§ Information provided:
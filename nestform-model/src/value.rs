//! Value enum for dynamic field values

use std::collections::BTreeMap;

use serde::Deserialize;
use serde::Serialize;

use super::Record;

/// Attribute map keyed by field name.
///
/// Ordered so that aggregated values serialize and compare deterministically.
pub type ValueMap = BTreeMap<String, Value>;

/// A dynamic value produced by a field or stored on a record.
///
/// "No input provided" is not a variant: APIs that can see an absent value take
/// or return `Option<Value>`. `Null` only appears inside aggregated maps, where a
/// child that passed with no input still occupies its key.
///
/// # Example
///
/// ```
/// use nestform_model::Value;
///
/// let name = Value::from("Ann");
/// let age = Value::from(12.0);
/// let empty = Value::Null;
/// ```
#[derive(Debug, Clone, Default, PartialEq, Serialize, Deserialize)]
#[serde(untagged)]
pub enum Value {
    /// Null/empty value.
    #[default]
    Null,
    /// Boolean value.
    Bool(bool),
    /// 64-bit integer.
    Int(i64),
    /// 64-bit floating point.
    Float(f64),
    /// String value.
    String(String),
    /// Ordered sequence (select ids, list rows).
    List(Vec<Value>),
    /// Attribute map (unbound composite values).
    Map(ValueMap),
    /// Domain-object instance (schema-bound composite values).
    #[serde(skip_deserializing)]
    Record(Box<Record>),
}

impl Value {
    /// Returns `true` if this is a null value.
    pub fn is_null(&self) -> bool {
        matches!(self, Value::Null)
    }

    /// Returns `true` for `Int` and `Float`.
    pub fn is_number(&self) -> bool {
        matches!(self, Value::Int(_) | Value::Float(_))
    }

    /// Returns the type name of this value.
    pub fn type_name(&self) -> &'static str {
        match self {
            Value::Null => "null",
            Value::Bool(_) => "bool",
            Value::Int(_) => "int",
            Value::Float(_) => "float",
            Value::String(_) => "string",
            Value::List(_) => "list",
            Value::Map(_) => "map",
            Value::Record(_) => "record",
        }
    }

    /// Returns the string slice if this is a `String`.
    pub fn as_str(&self) -> Option<&str> {
        match self {
            Value::String(s) => Some(s),
            _ => None,
        }
    }

    /// Returns the boolean if this is a `Bool`.
    pub fn as_bool(&self) -> Option<bool> {
        match self {
            Value::Bool(b) => Some(*b),
            _ => None,
        }
    }

    /// Returns the numeric value of `Int` or `Float`.
    pub fn as_f64(&self) -> Option<f64> {
        match self {
            Value::Int(n) => Some(*n as f64),
            Value::Float(n) => Some(*n),
            _ => None,
        }
    }

    /// Returns the elements if this is a `List`.
    pub fn as_list(&self) -> Option<&[Value]> {
        match self {
            Value::List(items) => Some(items),
            _ => None,
        }
    }

    /// Returns the map if this is a `Map`.
    pub fn as_map(&self) -> Option<&ValueMap> {
        match self {
            Value::Map(map) => Some(map),
            _ => None,
        }
    }

    /// Returns the record if this is a `Record`.
    pub fn as_record(&self) -> Option<&Record> {
        match self {
            Value::Record(record) => Some(record),
            _ => None,
        }
    }

    /// Renders a scalar the way an input control would show it.
    ///
    /// Returns `None` for `Null` and for structured values.
    pub fn to_input_text(&self) -> Option<String> {
        match self {
            Value::Bool(b) => Some(b.to_string()),
            Value::Int(n) => Some(n.to_string()),
            Value::Float(n) => Some(n.to_string()),
            Value::String(s) => Some(s.clone()),
            _ => None,
        }
    }
}

// =============================================================================
// From implementations
// =============================================================================

impl From<bool> for Value {
    fn from(v: bool) -> Self {
        Value::Bool(v)
    }
}

impl From<i32> for Value {
    fn from(v: i32) -> Self {
        Value::Int(v.into())
    }
}

impl From<i64> for Value {
    fn from(v: i64) -> Self {
        Value::Int(v)
    }
}

impl From<f64> for Value {
    fn from(v: f64) -> Self {
        Value::Float(v)
    }
}

impl From<String> for Value {
    fn from(v: String) -> Self {
        Value::String(v)
    }
}

impl From<&str> for Value {
    fn from(v: &str) -> Self {
        Value::String(v.to_string())
    }
}

impl From<Vec<Value>> for Value {
    fn from(v: Vec<Value>) -> Self {
        Value::List(v)
    }
}

impl From<ValueMap> for Value {
    fn from(v: ValueMap) -> Self {
        Value::Map(v)
    }
}

impl From<Record> for Value {
    fn from(v: Record) -> Self {
        Value::Record(Box::new(v))
    }
}

impl<T: Into<Value>> From<Option<T>> for Value {
    fn from(v: Option<T>) -> Self {
        match v {
            Some(inner) => inner.into(),
            None => Value::Null,
        }
    }
}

§ Task item: Go through the listing above and return every line where the word "true" occurs.

§ Answer to this task:
    /// Returns `true` if this is a null value.
    /// Returns `true` for `Int` and `Float`.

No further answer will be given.